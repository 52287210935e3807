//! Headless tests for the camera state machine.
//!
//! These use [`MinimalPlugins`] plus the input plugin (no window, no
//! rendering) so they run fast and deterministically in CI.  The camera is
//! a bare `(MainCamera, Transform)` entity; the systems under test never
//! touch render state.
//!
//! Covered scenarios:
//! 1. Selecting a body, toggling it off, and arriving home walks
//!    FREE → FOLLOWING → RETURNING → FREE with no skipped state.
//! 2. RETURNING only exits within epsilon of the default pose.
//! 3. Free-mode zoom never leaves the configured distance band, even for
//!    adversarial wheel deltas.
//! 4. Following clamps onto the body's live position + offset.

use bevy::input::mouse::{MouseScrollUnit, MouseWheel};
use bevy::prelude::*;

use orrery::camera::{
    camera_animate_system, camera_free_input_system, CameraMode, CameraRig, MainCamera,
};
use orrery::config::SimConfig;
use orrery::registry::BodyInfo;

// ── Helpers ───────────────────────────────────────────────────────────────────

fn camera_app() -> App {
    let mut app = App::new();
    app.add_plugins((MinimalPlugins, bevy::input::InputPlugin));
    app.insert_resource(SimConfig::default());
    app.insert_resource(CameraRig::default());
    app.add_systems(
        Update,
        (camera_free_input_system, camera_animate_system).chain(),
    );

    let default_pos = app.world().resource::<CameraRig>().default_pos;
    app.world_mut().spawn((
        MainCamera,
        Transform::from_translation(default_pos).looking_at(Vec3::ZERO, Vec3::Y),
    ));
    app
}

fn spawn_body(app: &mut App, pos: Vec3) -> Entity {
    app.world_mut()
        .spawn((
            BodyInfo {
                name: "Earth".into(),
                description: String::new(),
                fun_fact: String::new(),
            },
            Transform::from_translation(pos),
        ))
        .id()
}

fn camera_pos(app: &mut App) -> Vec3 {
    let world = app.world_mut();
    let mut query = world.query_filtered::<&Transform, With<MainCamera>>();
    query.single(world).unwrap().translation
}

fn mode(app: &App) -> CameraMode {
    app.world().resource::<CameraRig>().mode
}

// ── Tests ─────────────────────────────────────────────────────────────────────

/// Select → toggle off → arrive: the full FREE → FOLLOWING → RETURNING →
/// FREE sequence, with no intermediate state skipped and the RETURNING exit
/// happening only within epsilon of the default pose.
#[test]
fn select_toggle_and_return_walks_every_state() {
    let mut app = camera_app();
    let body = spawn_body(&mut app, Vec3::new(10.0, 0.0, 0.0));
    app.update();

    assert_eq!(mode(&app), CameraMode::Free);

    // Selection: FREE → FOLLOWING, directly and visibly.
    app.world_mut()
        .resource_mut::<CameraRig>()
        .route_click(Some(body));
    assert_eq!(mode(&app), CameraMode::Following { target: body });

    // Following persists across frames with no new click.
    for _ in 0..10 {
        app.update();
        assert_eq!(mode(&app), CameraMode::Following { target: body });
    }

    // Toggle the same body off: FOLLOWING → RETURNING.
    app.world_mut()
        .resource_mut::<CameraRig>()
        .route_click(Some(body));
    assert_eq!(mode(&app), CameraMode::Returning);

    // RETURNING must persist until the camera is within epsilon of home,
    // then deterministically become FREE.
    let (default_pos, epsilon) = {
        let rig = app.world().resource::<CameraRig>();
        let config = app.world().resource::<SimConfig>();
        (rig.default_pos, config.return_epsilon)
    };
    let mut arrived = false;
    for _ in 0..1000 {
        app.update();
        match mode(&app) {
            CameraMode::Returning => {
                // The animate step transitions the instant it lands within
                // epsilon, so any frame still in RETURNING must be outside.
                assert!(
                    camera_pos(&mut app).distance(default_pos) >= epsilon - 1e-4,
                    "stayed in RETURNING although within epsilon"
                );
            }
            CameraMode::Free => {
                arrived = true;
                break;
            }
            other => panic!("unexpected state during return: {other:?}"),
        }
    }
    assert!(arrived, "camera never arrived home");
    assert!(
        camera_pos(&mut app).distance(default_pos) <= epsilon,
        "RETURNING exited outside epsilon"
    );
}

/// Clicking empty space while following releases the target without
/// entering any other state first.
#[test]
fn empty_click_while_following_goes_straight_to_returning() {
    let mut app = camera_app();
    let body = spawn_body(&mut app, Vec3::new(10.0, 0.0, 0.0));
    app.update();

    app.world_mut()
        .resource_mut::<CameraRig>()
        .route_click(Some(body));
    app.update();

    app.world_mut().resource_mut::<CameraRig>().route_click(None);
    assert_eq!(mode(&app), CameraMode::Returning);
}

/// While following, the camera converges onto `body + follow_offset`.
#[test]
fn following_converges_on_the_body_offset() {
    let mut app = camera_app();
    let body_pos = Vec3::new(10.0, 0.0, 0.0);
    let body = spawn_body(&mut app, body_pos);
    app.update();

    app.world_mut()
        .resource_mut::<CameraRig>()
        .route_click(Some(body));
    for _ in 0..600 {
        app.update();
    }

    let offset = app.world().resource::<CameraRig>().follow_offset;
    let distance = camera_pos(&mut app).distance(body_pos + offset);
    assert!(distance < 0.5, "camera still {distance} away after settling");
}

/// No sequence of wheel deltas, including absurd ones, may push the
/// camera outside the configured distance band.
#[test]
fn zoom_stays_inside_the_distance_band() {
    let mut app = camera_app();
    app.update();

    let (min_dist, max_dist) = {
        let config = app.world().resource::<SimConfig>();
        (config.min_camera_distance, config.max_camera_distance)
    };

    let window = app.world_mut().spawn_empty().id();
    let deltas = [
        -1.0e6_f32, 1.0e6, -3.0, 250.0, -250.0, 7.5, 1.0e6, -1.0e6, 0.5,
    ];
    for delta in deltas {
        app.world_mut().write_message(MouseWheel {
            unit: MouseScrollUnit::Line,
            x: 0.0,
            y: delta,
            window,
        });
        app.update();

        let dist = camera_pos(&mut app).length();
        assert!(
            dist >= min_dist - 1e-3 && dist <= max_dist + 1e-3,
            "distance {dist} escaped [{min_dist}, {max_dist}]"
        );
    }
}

+++

■ **DIRECTIONS FOR THIS TASK**
Pull each line containing "within" from the records.

■ **EXERCISE SOLUTION**
//! 2. RETURNING only exits within epsilon of the default pose.
/// happening only within epsilon of the default pose.
    // RETURNING must persist until the camera is within epsilon of home,
                // The animate step transitions the instant it lands within
                    "stayed in RETURNING although within epsilon"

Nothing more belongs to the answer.